* Your objective
Scan the data that follows and count the lines with the string "else"; answer with the count alone.

[Stored items]
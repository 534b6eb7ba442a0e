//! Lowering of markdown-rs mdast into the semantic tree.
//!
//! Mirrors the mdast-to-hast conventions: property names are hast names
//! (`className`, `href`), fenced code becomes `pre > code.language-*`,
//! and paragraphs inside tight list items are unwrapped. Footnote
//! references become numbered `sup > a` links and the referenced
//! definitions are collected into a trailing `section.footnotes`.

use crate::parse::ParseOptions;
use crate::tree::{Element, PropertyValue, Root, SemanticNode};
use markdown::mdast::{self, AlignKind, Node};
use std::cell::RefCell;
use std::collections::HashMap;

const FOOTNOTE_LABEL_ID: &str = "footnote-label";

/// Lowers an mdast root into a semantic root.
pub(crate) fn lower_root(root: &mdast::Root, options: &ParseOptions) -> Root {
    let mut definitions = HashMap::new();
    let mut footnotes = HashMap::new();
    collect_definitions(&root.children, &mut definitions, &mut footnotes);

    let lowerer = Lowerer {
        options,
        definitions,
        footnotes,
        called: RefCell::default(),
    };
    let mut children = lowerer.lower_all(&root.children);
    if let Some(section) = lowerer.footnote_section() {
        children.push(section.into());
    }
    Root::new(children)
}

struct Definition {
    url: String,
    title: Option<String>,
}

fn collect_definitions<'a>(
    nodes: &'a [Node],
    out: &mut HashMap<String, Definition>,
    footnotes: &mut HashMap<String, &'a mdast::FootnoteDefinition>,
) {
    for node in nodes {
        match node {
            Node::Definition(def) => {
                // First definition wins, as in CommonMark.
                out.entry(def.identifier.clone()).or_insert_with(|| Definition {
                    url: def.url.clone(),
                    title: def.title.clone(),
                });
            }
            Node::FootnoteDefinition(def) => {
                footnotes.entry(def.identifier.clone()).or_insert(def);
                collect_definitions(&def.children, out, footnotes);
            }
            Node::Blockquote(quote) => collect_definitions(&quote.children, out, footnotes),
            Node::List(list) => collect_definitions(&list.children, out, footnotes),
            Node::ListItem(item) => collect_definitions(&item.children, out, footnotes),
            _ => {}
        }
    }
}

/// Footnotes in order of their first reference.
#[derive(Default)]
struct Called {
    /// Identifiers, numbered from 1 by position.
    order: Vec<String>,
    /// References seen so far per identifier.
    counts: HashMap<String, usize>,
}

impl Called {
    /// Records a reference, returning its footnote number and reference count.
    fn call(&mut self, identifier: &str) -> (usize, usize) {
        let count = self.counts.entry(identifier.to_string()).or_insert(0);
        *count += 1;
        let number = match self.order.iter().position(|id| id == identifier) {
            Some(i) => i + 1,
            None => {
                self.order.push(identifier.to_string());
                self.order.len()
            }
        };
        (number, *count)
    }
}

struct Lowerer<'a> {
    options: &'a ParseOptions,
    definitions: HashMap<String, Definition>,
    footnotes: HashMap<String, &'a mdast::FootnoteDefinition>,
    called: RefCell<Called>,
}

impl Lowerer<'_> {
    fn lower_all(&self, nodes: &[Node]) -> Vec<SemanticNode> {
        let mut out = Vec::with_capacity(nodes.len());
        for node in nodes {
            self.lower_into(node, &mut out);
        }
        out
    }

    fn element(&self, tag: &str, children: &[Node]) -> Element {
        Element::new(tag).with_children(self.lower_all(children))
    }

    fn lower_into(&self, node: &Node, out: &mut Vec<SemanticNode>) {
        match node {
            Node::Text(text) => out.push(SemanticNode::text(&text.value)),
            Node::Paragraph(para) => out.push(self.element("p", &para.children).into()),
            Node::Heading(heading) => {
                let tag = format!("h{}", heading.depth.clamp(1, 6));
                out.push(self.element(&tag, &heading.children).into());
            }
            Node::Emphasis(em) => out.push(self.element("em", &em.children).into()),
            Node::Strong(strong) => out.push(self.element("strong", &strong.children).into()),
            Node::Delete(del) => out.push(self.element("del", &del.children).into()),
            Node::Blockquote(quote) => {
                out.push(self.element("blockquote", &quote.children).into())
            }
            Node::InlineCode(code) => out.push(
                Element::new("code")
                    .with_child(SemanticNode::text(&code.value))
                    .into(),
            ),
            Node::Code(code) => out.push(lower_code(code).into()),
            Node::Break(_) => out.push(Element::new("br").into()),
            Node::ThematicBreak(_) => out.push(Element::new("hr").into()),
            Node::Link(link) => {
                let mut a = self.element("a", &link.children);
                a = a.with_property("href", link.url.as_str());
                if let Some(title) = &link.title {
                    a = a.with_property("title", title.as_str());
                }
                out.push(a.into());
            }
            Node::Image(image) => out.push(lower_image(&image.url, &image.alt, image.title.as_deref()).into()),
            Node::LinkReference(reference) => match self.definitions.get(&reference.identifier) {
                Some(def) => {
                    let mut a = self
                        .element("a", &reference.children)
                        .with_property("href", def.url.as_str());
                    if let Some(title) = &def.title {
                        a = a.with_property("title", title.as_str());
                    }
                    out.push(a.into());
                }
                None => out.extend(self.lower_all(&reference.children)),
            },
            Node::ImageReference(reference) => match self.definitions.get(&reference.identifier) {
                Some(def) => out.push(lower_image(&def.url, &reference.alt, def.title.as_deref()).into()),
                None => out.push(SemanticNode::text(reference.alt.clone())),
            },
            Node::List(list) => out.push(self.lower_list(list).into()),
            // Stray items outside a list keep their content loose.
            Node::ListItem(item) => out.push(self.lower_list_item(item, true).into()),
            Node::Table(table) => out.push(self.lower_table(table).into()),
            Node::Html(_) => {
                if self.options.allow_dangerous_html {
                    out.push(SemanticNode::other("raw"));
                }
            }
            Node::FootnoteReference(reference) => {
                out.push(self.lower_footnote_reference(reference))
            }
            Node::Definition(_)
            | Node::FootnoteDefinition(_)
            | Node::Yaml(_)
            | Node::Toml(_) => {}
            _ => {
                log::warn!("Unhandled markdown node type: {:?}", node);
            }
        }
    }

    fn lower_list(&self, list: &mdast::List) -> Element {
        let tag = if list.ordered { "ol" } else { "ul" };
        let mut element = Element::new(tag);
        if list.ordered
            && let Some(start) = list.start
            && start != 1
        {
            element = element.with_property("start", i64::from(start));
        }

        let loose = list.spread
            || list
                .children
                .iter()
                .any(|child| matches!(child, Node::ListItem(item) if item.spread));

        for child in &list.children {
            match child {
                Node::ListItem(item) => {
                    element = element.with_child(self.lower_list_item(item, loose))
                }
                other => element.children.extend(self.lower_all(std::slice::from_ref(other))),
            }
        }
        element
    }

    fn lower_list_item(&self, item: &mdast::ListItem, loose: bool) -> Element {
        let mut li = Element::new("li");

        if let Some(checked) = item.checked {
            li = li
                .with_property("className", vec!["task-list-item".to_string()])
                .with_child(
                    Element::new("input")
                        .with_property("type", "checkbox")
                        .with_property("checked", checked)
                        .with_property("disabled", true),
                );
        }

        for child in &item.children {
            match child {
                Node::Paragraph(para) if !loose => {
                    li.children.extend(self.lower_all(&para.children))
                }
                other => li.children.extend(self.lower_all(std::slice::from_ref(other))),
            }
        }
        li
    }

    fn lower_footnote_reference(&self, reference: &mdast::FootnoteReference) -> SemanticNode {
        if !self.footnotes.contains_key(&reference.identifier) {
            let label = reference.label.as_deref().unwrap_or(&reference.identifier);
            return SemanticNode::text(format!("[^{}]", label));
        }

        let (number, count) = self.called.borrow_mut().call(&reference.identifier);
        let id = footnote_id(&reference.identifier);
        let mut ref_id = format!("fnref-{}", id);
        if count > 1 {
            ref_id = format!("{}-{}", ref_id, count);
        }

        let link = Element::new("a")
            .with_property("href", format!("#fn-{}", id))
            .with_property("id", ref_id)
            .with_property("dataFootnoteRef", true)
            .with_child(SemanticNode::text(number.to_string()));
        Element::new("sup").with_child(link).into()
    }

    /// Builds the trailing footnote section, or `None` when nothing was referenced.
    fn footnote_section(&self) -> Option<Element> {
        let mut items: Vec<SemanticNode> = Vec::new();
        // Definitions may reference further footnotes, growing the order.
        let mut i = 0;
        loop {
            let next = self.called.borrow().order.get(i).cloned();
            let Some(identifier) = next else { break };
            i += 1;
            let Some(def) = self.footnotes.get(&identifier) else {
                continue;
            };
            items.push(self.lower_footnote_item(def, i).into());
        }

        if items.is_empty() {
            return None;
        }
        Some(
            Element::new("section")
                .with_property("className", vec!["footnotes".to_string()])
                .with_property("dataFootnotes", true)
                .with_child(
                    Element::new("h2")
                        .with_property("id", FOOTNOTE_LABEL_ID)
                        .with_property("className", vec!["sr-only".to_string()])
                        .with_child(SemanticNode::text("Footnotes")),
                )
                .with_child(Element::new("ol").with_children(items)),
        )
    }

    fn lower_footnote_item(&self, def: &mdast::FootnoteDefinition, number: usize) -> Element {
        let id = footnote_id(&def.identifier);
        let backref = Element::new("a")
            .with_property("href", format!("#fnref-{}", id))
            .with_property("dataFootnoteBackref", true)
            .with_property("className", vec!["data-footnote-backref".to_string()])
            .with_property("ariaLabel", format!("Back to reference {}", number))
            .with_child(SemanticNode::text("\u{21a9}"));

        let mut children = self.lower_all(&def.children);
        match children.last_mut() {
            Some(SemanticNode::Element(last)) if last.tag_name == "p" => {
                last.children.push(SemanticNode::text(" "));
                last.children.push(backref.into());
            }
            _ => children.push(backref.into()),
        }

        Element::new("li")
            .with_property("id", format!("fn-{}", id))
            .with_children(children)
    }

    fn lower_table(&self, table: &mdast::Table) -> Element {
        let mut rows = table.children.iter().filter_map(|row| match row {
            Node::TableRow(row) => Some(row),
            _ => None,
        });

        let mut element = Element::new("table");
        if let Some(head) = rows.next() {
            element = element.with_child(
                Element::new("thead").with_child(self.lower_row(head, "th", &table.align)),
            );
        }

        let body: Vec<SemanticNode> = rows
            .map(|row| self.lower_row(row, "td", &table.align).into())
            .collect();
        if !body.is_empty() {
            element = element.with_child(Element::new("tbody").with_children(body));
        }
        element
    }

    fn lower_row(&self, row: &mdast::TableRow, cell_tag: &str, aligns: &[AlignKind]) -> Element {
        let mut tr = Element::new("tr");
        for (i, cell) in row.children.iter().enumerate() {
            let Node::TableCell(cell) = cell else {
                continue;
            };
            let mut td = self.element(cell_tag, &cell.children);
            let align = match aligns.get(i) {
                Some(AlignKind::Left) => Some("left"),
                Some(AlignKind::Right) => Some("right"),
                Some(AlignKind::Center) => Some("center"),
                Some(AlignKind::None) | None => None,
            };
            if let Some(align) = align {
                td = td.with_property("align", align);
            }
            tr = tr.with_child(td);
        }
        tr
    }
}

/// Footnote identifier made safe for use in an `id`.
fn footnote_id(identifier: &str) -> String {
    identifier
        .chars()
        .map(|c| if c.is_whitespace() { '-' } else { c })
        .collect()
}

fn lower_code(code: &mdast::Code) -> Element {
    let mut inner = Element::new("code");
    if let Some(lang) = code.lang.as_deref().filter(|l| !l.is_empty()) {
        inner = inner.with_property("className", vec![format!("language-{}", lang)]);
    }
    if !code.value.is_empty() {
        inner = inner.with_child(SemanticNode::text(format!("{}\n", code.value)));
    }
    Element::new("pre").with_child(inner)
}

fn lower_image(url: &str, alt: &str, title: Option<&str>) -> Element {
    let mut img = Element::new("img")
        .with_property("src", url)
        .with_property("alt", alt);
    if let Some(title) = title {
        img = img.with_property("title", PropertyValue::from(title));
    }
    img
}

* Response box
5